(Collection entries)
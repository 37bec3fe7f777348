use livestage_core::{
    ConcertSession, ServerMessage, SpectrumAnalyzer, SpectrumAnalyzerConfig, SpectrumSource,
    Stage, StageConfig, StyleKind, VfxTrigger,
};

fn config(seed: u64) -> StageConfig {
    StageConfig {
        seed: Some(seed),
        audience_size: 50,
        ..Default::default()
    }
}

/// Four-on-the-floor kick: a decaying 55Hz burst every half second
fn kick_track(sample_rate: f32, seconds: f32) -> Vec<f32> {
    let total = (sample_rate * seconds) as usize;
    (0..total)
        .map(|i| {
            let t = i as f32 / sample_rate;
            let since_beat = t % 0.5;
            let envelope = (-since_beat * 8.0).exp();
            (2.0 * std::f32::consts::PI * 55.0 * t).sin() * envelope * 0.95
        })
        .collect()
}

fn start(stage: &mut Stage, song: &str, at: i64) {
    stage.handle_server_message(&ServerMessage::init(ConcertSession::new(), at), at);
    stage.handle_server_message(
        &ServerMessage::ConcertStarted {
            start_time: at,
            song_url: song.to_string(),
        },
        at,
    );
}

#[test]
fn test_same_seed_same_show() {
    let mut a = Stage::new(config(7)).unwrap();
    let mut b = Stage::new(config(7)).unwrap();
    start(&mut a, "fast_track.mp3", 0);
    start(&mut b, "fast_track.mp3", 0);
    a.trigger_vfx(VfxTrigger::Confetti);
    b.trigger_vfx(VfxTrigger::Confetti);

    let spectrum = vec![230u8; 1024];
    for tick in 0..240 {
        let now = tick * 16;
        assert_eq!(a.tick(now, Some(&spectrum[..])), b.tick(now, Some(&spectrum[..])));
    }
    for (pa, pb) in a.performers().iter().zip(b.performers()) {
        assert_eq!(pa.skeleton(), pb.skeleton());
    }
    assert_eq!(a.camera().position(), b.camera().position());
}

#[test]
fn test_show_driven_by_analyzer() {
    let sample_rate = 44_100.0;
    let track = kick_track(sample_rate, 4.0);
    let mut analyzer = SpectrumAnalyzer::new(SpectrumAnalyzerConfig::default()).unwrap();
    let mut stage = Stage::new(config(3)).unwrap();
    start(&mut stage, "street_anthem.mp3", 1_000);
    assert_eq!(stage.choreography().style(), StyleKind::StreetVibe);

    // 60 ticks per second of audio
    let chunk = (sample_rate / 60.0) as usize;
    let mut max_bass = 0.0f32;
    for (tick, samples) in track.chunks(chunk).enumerate() {
        analyzer.push_samples(samples);
        analyzer.analyze();
        let now = 1_000 + (tick as i64 * 1000) / 60;
        let report = stage.tick(now, analyzer.frequency_data());
        max_bass = max_bass.max(report.energy.bass);
        assert_eq!(report.formation, "CANON_LINE");
    }
    assert!(max_bass > 0.2, "kick never registered: {}", max_bass);
}

#[test]
fn test_no_audio_means_idle_motion() {
    let mut stage = Stage::new(config(5)).unwrap();
    start(&mut stage, "fast_track.mp3", 0);
    for tick in 0..120 {
        let report = stage.tick(tick * 16, None);
        assert_eq!(report.energy.bass, 0.0);
        assert!(!report.energy.peak);
        assert!(report.cut.is_none());
    }
    assert!(stage.particles().is_empty());
}
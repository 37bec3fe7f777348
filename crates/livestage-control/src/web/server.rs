//! Axum HTTP server

use axum::http::{header, HeaderValue, Method};
use axum::{
    extract::{Request, State},
    middleware::{self, Next},
    response::{IntoResponse, Response},
    Router,
};
use tower_http::cors::{Any, CorsLayer};

use std::net::SocketAddr;
use std::sync::Arc;
use std::time::Instant;

use crate::coordinator::SharedCoordinator;
use crate::tickets::TicketRegistry;
use crate::{error::ControlError, Result};

use super::auth::{extract_admin_password, AuthConfig, ADMIN_HEADER};
use super::routes::build_router;
use super::websocket::ws_handler;

/// Application state shared across all requests
#[derive(Clone)]
pub struct AppState {
    pub coordinator: SharedCoordinator,
    pub tickets: Arc<dyn TicketRegistry>,
    pub auth: Arc<AuthConfig>,
    pub started_at: Instant,
}

/// Web server configuration
#[derive(Debug, Clone, serde::Serialize, serde::Deserialize)]
#[serde(default)]
pub struct WebServerConfig {
    pub host: String,
    pub port: u16,
    pub enable_cors: bool,
    pub allowed_origins: Vec<String>,
    pub auth: AuthConfig,
}

impl Default for WebServerConfig {
    fn default() -> Self {
        Self {
            host: "127.0.0.1".to_string(),
            port: 3000,
            enable_cors: true,
            allowed_origins: vec!["*".to_string()],
            auth: AuthConfig::new(),
        }
    }
}

impl WebServerConfig {
    /// Create a new web server config
    pub fn new(port: u16) -> Self {
        Self {
            port,
            ..Default::default()
        }
    }

    /// Set the host address
    pub fn with_host(mut self, host: String) -> Self {
        self.host = host;
        self
    }

    /// Set CORS enabled/disabled
    pub fn with_cors(mut self, enable: bool) -> Self {
        self.enable_cors = enable;
        self
    }

    /// Set allowed origins for CORS
    pub fn with_allowed_origins(mut self, origins: Vec<String>) -> Self {
        self.allowed_origins = origins;
        self
    }

    /// Set authentication config
    pub fn with_auth(mut self, auth: AuthConfig) -> Self {
        self.auth = auth;
        self
    }

    /// Socket address to bind
    pub fn socket_addr(&self) -> Result<SocketAddr> {
        format!("{}:{}", self.host, self.port)
            .parse()
            .map_err(|e| ControlError::HttpError(format!("Invalid address: {}", e)))
    }
}

/// Web server for the show channel and REST API
pub struct WebServer {
    config: WebServerConfig,
    state: AppState,
}

impl WebServer {
    /// Create a new web server around a coordinator and ticket registry
    pub fn new(
        config: WebServerConfig,
        coordinator: SharedCoordinator,
        tickets: Arc<dyn TicketRegistry>,
    ) -> Self {
        let state = AppState {
            coordinator,
            tickets,
            auth: Arc::new(config.auth.clone()),
            started_at: Instant::now(),
        };
        Self { config, state }
    }

    /// Shared state handed to every request
    pub fn state(&self) -> &AppState {
        &self.state
    }

    /// Complete application router
    pub fn router(&self) -> Result<Router> {
        let app = build_router(&self.state)
            .route("/ws", axum::routing::get(ws_handler))
            .layer(middleware::from_fn(security_headers))
            .with_state(self.state.clone());

        if !self.config.enable_cors {
            return Ok(app);
        }

        let cors_layer = CorsLayer::new()
            .allow_methods([Method::GET, Method::POST])
            .allow_headers([
                header::CONTENT_TYPE,
                header::HeaderName::from_static(ADMIN_HEADER),
            ]);

        if self.config.allowed_origins.iter().any(|o| o == "*")
            || self.config.allowed_origins.is_empty()
        {
            Ok(app.layer(cors_layer.allow_origin(Any)))
        } else {
            let origins = self
                .config
                .allowed_origins
                .iter()
                .map(|o| {
                    o.parse::<HeaderValue>().map_err(|e| {
                        ControlError::HttpError(format!("Invalid origin header: {}", e))
                    })
                })
                .collect::<Result<Vec<HeaderValue>>>()?;
            Ok(app.layer(cors_layer.allow_origin(origins)))
        }
    }

    /// Run the web server until it fails
    pub async fn run(self) -> Result<()> {
        let addr = self.config.socket_addr()?;
        let app = self.router()?;

        if !self.config.auth.is_enabled() {
            tracing::warn!("No admin secret configured; admin routes are locked");
        }

        let listener = tokio::net::TcpListener::bind(addr)
            .await
            .map_err(|e| ControlError::HttpError(format!("Failed to bind: {}", e)))?;
        tracing::info!("Web server listening on {}", addr);

        axum::serve(listener, app.into_make_service())
            .await
            .map_err(|e| ControlError::HttpError(format!("Server error: {}", e)))?;

        Ok(())
    }

    /// Spawn the server in a background task
    pub fn spawn(self) -> tokio::task::JoinHandle<Result<()>> {
        tokio::spawn(async move { self.run().await })
    }
}

/// Admin route guard
pub(crate) async fn admin_guard(State(state): State<AppState>, req: Request, next: Next) -> Response {
    let authorized = extract_admin_password(req.headers())
        .map(|candidate| state.auth.validate(&candidate))
        .unwrap_or(false);

    if !authorized {
        tracing::warn!("Admin request refused: {} {}", req.method(), req.uri().path());
        return ControlError::Forbidden.into_response();
    }

    next.run(req).await
}

/// Security headers middleware
async fn security_headers(req: Request, next: Next) -> Response {
    let mut response = next.run(req).await;
    let headers = response.headers_mut();

    headers.insert(
        header::X_CONTENT_TYPE_OPTIONS,
        HeaderValue::from_static("nosniff"),
    );
    headers.insert(header::X_FRAME_OPTIONS, HeaderValue::from_static("DENY"));
    headers.insert(
        header::REFERRER_POLICY,
        HeaderValue::from_static("no-referrer"),
    );

    response
}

Try it: Set down the lines above exactly as written. Begin at the line containing "Ok(app.layer(cors_layer.allow_origin(origins)))" and stop after the last line.

Your response:
            Ok(app.layer(cors_layer.allow_origin(origins)))
        }
    }

    /// Run the web server until it fails
    pub async fn run(self) -> Result<()> {
        let addr = self.config.socket_addr()?;
        let app = self.router()?;

        if !self.config.auth.is_enabled() {
            tracing::warn!("No admin secret configured; admin routes are locked");
        }

        let listener = tokio::net::TcpListener::bind(addr)
            .await
            .map_err(|e| ControlError::HttpError(format!("Failed to bind: {}", e)))?;
        tracing::info!("Web server listening on {}", addr);

        axum::serve(listener, app.into_make_service())
            .await
            .map_err(|e| ControlError::HttpError(format!("Server error: {}", e)))?;

        Ok(())
    }

    /// Spawn the server in a background task
    pub fn spawn(self) -> tokio::task::JoinHandle<Result<()>> {
        tokio::spawn(async move { self.run().await })
    }
}

/// Admin route guard
pub(crate) async fn admin_guard(State(state): State<AppState>, req: Request, next: Next) -> Response {
    let authorized = extract_admin_password(req.headers())
        .map(|candidate| state.auth.validate(&candidate))
        .unwrap_or(false);

    if !authorized {
        tracing::warn!("Admin request refused: {} {}", req.method(), req.uri().path());
        return ControlError::Forbidden.into_response();
    }

    next.run(req).await
}

/// Security headers middleware
async fn security_headers(req: Request, next: Next) -> Response {
    let mut response = next.run(req).await;
    let headers = response.headers_mut();

    headers.insert(
        header::X_CONTENT_TYPE_OPTIONS,
        HeaderValue::from_static("nosniff"),
    );
    headers.insert(header::X_FRAME_OPTIONS, HeaderValue::from_static("DENY"));
    headers.insert(
        header::REFERRER_POLICY,
        HeaderValue::from_static("no-referrer"),
    );

    response
}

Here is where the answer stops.